= History of slavery in Kansas =

Slavery in Kansas remained small-scale and mainly at the household level. Since cotton never had a significant role in Kansas' early agrarian economy, there were a few plantations and slaves along the Missouri River during the pre-Territorial period. Starting with the organization of Kansas Territory in 1854, there was a state-level civil war over slavery which inhibited the development of the institution of slavery.

==History==

The number of slaves in Kansas Territory was estimated at 200. Men were engaged as farm hands, and women and children were employed in domestic work.
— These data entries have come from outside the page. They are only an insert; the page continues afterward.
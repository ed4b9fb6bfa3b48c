//! # Array Pool
//!
//! Power-of-two sized arrays recycled across frames.
//!
//! Arrays are bucketed by size class. Released arrays are stamped with the
//! current generation and discarded by [`ArrayPool::step`] once they sit
//! unused for longer than the collection age.

use bytemuck::Zeroable;
use parking_lot::Mutex;

/// Smallest pooled size class (2^6 elements).
pub const MIN_POWER: u32 = 6;
/// Largest pooled size class (2^20 elements).
pub const MAX_POWER: u32 = 20;
/// Generations an unused array survives before it is dropped.
pub const COLLECTION_AGE: u64 = 2;

const BUCKET_COUNT: usize = (MAX_POWER - MIN_POWER + 1) as usize;

struct PooledArray<T> {
    data: Vec<T>,
    released_at: u64,
}

struct Buckets<T> {
    buckets: Vec<Vec<PooledArray<T>>>,
    generation: u64,
}

/// Counters describing an [`ArrayPool`].
#[derive(Debug, Clone, Copy, Default, PartialEq, Eq)]
pub struct ArrayPoolStats {
    /// Arrays currently pooled across all size classes.
    pub pooled: usize,
    /// Current generation.
    pub generation: u64,
}

/// A pool of zero-initialized arrays in power-of-two size classes.
///
/// # Example
///
/// ```rust,ignore
/// let pool: ArrayPool<u16> = ArrayPool::new(4);
///
/// let indices = pool.allocate(1000); // len == 1024
/// pool.release(indices);
/// pool.step();
/// ```
pub struct ArrayPool<T> {
    inner: Mutex<Buckets<T>>,
    per_bucket: usize,
}

impl<T: Zeroable + Copy> ArrayPool<T> {
    /// Creates a new array pool.
    ///
    /// # Arguments
    ///
    /// * `per_bucket` - Maximum number of arrays kept per size class
    #[must_use]
    pub fn new(per_bucket: usize) -> Self {
        let buckets = (0..BUCKET_COUNT).map(|_| Vec::new()).collect();
        Self {
            inner: Mutex::new(Buckets {
                buckets,
                generation: 0,
            }),
            per_bucket,
        }
    }

    /// Returns the size class an array of `len` elements is rounded up to.
    #[inline]
    #[must_use]
    pub fn size_class(len: usize) -> usize {
        len.max(1 << MIN_POWER).next_power_of_two()
    }

    fn bucket_index(len: usize) -> Option<usize> {
        if !len.is_power_of_two() {
            return None;
        }
        let power = len.trailing_zeros();
        if (MIN_POWER..=MAX_POWER).contains(&power) {
            Some((power - MIN_POWER) as usize)
        } else {
            None
        }
    }

    /// Allocates an array of at least `min_len` elements.
    ///
    /// The returned array's length is the power-of-two size class. Freshly
    /// built arrays are zeroed; recycled arrays keep their previous contents.
    pub fn allocate(&self, min_len: usize) -> Vec<T> {
        let len = Self::size_class(min_len);
        if let Some(index) = Self::bucket_index(len) {
            if let Some(pooled) = self.inner.lock().buckets[index].pop() {
                return pooled.data;
            }
        }
        vec![T::zeroed(); len]
    }

    /// Returns an array to the pool.
    ///
    /// Arrays whose length is not a pooled size class are dropped.
    pub fn release(&self, data: Vec<T>) {
        let Some(index) = Self::bucket_index(data.len()) else {
            return;
        };
        let mut inner = self.inner.lock();
        let generation = inner.generation;
        let bucket = &mut inner.buckets[index];
        if bucket.len() < self.per_bucket {
            bucket.push(PooledArray {
                data,
                released_at: generation,
            });
        }
    }

    /// Advances the generation and drops arrays unused for too long.
    pub fn step(&self) {
        let mut inner = self.inner.lock();
        inner.generation += 1;
        let generation = inner.generation;
        for bucket in &mut inner.buckets {
            bucket.retain(|array| generation - array.released_at <= COLLECTION_AGE);
        }
    }

    /// Returns a snapshot of the pool counters.
    #[must_use]
    pub fn stats(&self) -> ArrayPoolStats {
        let inner = self.inner.lock();
        ArrayPoolStats {
            pooled: inner.buckets.iter().map(Vec::len).sum(),
            generation: inner.generation,
        }
    }
}

#[cfg(test)]
mod tests {
    use super::*;

    #[test]
    fn test_size_class_rounding() {
        assert_eq!(ArrayPool::<u8>::size_class(0), 64);
        assert_eq!(ArrayPool::<u8>::size_class(64), 64);
        assert_eq!(ArrayPool::<u8>::size_class(65), 128);
        assert_eq!(ArrayPool::<u8>::size_class(1000), 1024);
    }

    #[test]
    fn test_array_reuse() {
        let pool: ArrayPool<u32> = ArrayPool::new(2);

        let mut array = pool.allocate(100);
        assert_eq!(array.len(), 128);
        array[0] = 42;
        pool.release(array);

        let array = pool.allocate(128);
        assert_eq!(array[0], 42);
        assert_eq!(pool.stats().pooled, 0);
    }

    #[test]
    fn test_step_collects_old_arrays() {
        let pool: ArrayPool<u16> = ArrayPool::new(4);
        pool.release(pool.allocate(64));

        pool.step();
        pool.step();
        assert_eq!(pool.stats().pooled, 1);

        pool.step();
        assert_eq!(pool.stats().pooled, 0);
    }

    #[test]
    fn test_odd_sizes_not_pooled() {
        let pool: ArrayPool<u8> = ArrayPool::new(4);
        pool.release(vec![0; 100]);
        pool.release(vec![0; 1 << 22]);
        assert_eq!(pool.stats().pooled, 0);
    }
}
The U.S. Census in spring 1860 counted only 2 slaves in Kansas; both were women who lived in Anderson County, Kansas.

The presence of slaveowners in Kansas, particularly slaveowners who had migrated from the neighboring slave state of Missouri in order to guarantee the future state's entry into the Union as a slave state, served as a motivating factor for Northern abolitionist movements to move into the Kansas territory in order to prevent such efforts from succeeding. This resulted in the armed conflict known as Bleeding Kansas, a prelude to the Civil War.

Slavery ceased to exist in Kansas after it was admitted in the Union on January 29, 1861, following the Territorial Legislature's bill that was passed on February 23, 1860, over the governor's veto to abolish slavery.

In October 1862, the 1st Kansas Colored Infantry Regiment engaged the Confederate forces at Island Mound, in Bates County, Missouri.